(Stored items)
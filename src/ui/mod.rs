pub mod buttons;
pub mod embeds;
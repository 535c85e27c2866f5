//! queuecast: a Discord voice bot that plays audio from video links through a
//! per-guild FIFO queue.

pub mod audio;
pub mod bot;
pub mod config;
pub mod error;
pub mod sources;
pub mod ui;
use dashmap::DashMap;
use serenity::model::id::GuildId;
use std::collections::VecDeque;
use tracing::debug;

/// A pending play request. The URL stays opaque until it is resolved at play time.
#[derive(Debug, Clone, PartialEq, Eq)]
pub struct TrackRequest {
    pub url: String,
}

impl TrackRequest {
    pub fn new(url: impl Into<String>) -> Self {
        Self { url: url.into() }
    }
}

impl From<&str> for TrackRequest {
    fn from(url: &str) -> Self {
        Self::new(url)
    }
}

/// Pending tracks per guild.
///
/// A guild with no entry behaves exactly like a guild with an empty queue;
/// entries are created on first write. Each guild's controller loop is the
/// only writer for that guild apart from direct `enqueue` calls, so the map's
/// shard locks are the only synchronisation needed.
#[derive(Debug, Default)]
pub struct QueueStore {
    queues: DashMap<GuildId, VecDeque<TrackRequest>>,
}

impl QueueStore {
    pub fn new() -> Self {
        Self::default()
    }

    /// Appends a track to the end of the guild's queue.
    pub fn enqueue(&self, guild_id: GuildId, request: TrackRequest) {
        debug!("➕ Queued {} for guild {}", request.url, guild_id);
        self.queues.entry(guild_id).or_default().push_back(request);
    }

    /// Removes and returns the oldest pending track (FIFO).
    pub fn dequeue_front(&self, guild_id: GuildId) -> Option<TrackRequest> {
        let next = self.queues.get_mut(&guild_id)?.pop_front();
        if let Some(ref request) = next {
            debug!("➡️ Next for guild {}: {}", guild_id, request.url);
        }
        next
    }

    /// Puts a track ahead of everything already queued.
    ///
    /// Used for retrying a failed track and for restarting the current one.
    pub fn requeue_front(&self, guild_id: GuildId, request: TrackRequest) {
        debug!("↩️ Requeued {} at the front for guild {}", request.url, guild_id);
        self.queues.entry(guild_id).or_default().push_front(request);
    }

    pub fn clear(&self, guild_id: GuildId) {
        if let Some(mut queue) = self.queues.get_mut(&guild_id) {
            queue.clear();
        }
        debug!("🗑️ Cleared queue for guild {}", guild_id);
    }

    pub fn is_empty(&self, guild_id: GuildId) -> bool {
        self.queues
            .get(&guild_id)
            .map_or(true, |queue| queue.is_empty())
    }

    pub fn len(&self, guild_id: GuildId) -> usize {
        self.queues.get(&guild_id).map_or(0, |queue| queue.len())
    }

    /// Copy of the pending tracks in play order.
    pub fn snapshot(&self, guild_id: GuildId) -> Vec<TrackRequest> {
        self.queues
            .get(&guild_id)
            .map(|queue| queue.iter().cloned().collect())
            .unwrap_or_default()
    }
}
use serenity::{
    all::Timestamp,
    builder::{CreateEmbed, CreateEmbedFooter},
};
use std::time::Duration;

use crate::{audio::queue::TrackRequest, sources::ResolvedTrack};

/// Colour palette shared by every embed
pub mod colors {
    use serenity::all::Colour;

    pub const NOW_PLAYING: Colour = Colour::new(0x1DB954);
    pub const SUCCESS_GREEN: Colour = Colour::from_rgb(67, 181, 129);
    pub const ERROR_RED: Colour = Colour::from_rgb(220, 53, 69);
    pub const INFO_BLUE: Colour = Colour::from_rgb(52, 144, 220);
}

const STANDARD_FOOTER: &str = "🎵 queuecast";

const QUEUE_PREVIEW_LEN: usize = 20;

/// Discord rejects embed field values longer than this (in characters).
const FIELD_VALUE_LIMIT: usize = 1024;
/// Room kept free for the trailing "…and N more" line.
const OVERFLOW_NOTE_RESERVE: usize = 24;
const URL_DISPLAY_LEN: usize = 200;

pub fn create_now_playing_embed(track: &ResolvedTrack) -> CreateEmbed {
    let duration = track
        .duration
        .map(format_duration)
        .unwrap_or_else(|| "🔴 Live".to_string());

    CreateEmbed::default()
        .title("🎵 Now Playing")
        .description(format!("[{}]({})", track.title, track.canonical_url))
        .color(colors::NOW_PLAYING)
        .thumbnail(track.thumbnail_url())
        .field("⏱️ Duration", duration, true)
        .timestamp(Timestamp::now())
        .footer(CreateEmbedFooter::new(STANDARD_FOOTER))
}

pub fn create_queued_embed(url: &str, position: usize) -> CreateEmbed {
    CreateEmbed::default()
        .title("✅ Added to queue")
        .description(url)
        .color(colors::SUCCESS_GREEN)
        .field("📋 Position", position.to_string(), true)
        .footer(CreateEmbedFooter::new(
            "Plays automatically when the current track ends",
        ))
}

pub fn create_queue_embed(current: Option<&ResolvedTrack>, pending: &[TrackRequest]) -> CreateEmbed {
    let now = current
        .map(|track| format!("[{}]({})", track.title, track.canonical_url))
        .unwrap_or_else(|| "Nothing".to_string());

    let listing = queue_listing(pending);

    CreateEmbed::default()
        .title("📋 Queue")
        .color(colors::INFO_BLUE)
        .field("🎵 Now playing", now, false)
        .field(format!("Up next ({})", pending.len()), listing, false)
        .footer(CreateEmbedFooter::new(STANDARD_FOOTER))
}

/// Numbered pending URLs, cut short to fit one embed field.
fn queue_listing(pending: &[TrackRequest]) -> String {
    if pending.is_empty() {
        return "The queue is empty".to_string();
    }

    let budget = FIELD_VALUE_LIMIT - OVERFLOW_NOTE_RESERVE;
    let mut listing = String::new();
    let mut used = 0;
    let mut shown = 0;

    for (index, request) in pending.iter().take(QUEUE_PREVIEW_LEN).enumerate() {
        let line = format!("`{}.` {}", index + 1, shorten(&request.url, URL_DISPLAY_LEN));
        let cost = line.chars().count() + usize::from(shown > 0);
        if used + cost > budget {
            break;
        }
        if shown > 0 {
            listing.push('\n');
        }
        listing.push_str(&line);
        used += cost;
        shown += 1;
    }

    if shown < pending.len() {
        listing.push_str(&format!("\n…and {} more", pending.len() - shown));
    }
    listing
}

fn shorten(text: &str, max_chars: usize) -> String {
    if text.chars().count() <= max_chars {
        return text.to_string();
    }
    let mut short: String = text.chars().take(max_chars - 1).collect();
    short.push('…');
    short
}

pub fn create_error_embed(title: &str, description: &str) -> CreateEmbed {
    CreateEmbed::default()
        .title(format!("❌ {}", title))
        .description(description)
        .color(colors::ERROR_RED)
        .timestamp(Timestamp::now())
        .footer(CreateEmbedFooter::new(STANDARD_FOOTER))
}

pub fn create_info_embed(title: &str, description: &str) -> CreateEmbed {
    CreateEmbed::default()
        .title(title)
        .description(description)
        .color(colors::INFO_BLUE)
        .footer(CreateEmbedFooter::new(STANDARD_FOOTER))
}

/// `m:ss`, or `h:mm:ss` past an hour.
pub fn format_duration(duration: Duration) -> String {
    let total_seconds = duration.as_secs();
    let hours = total_seconds / 3600;
    let minutes = (total_seconds % 3600) / 60;
    let seconds = total_seconds % 60;

    if hours > 0 {
        format!("{}:{:02}:{:02}", hours, minutes, seconds)
    } else {
        format!("{}:{:02}", minutes, seconds)
    }
}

Directions for this task
Tally the lines in these entries that have the string "title" in them, then answer with the count and nothing else.

Answer space
9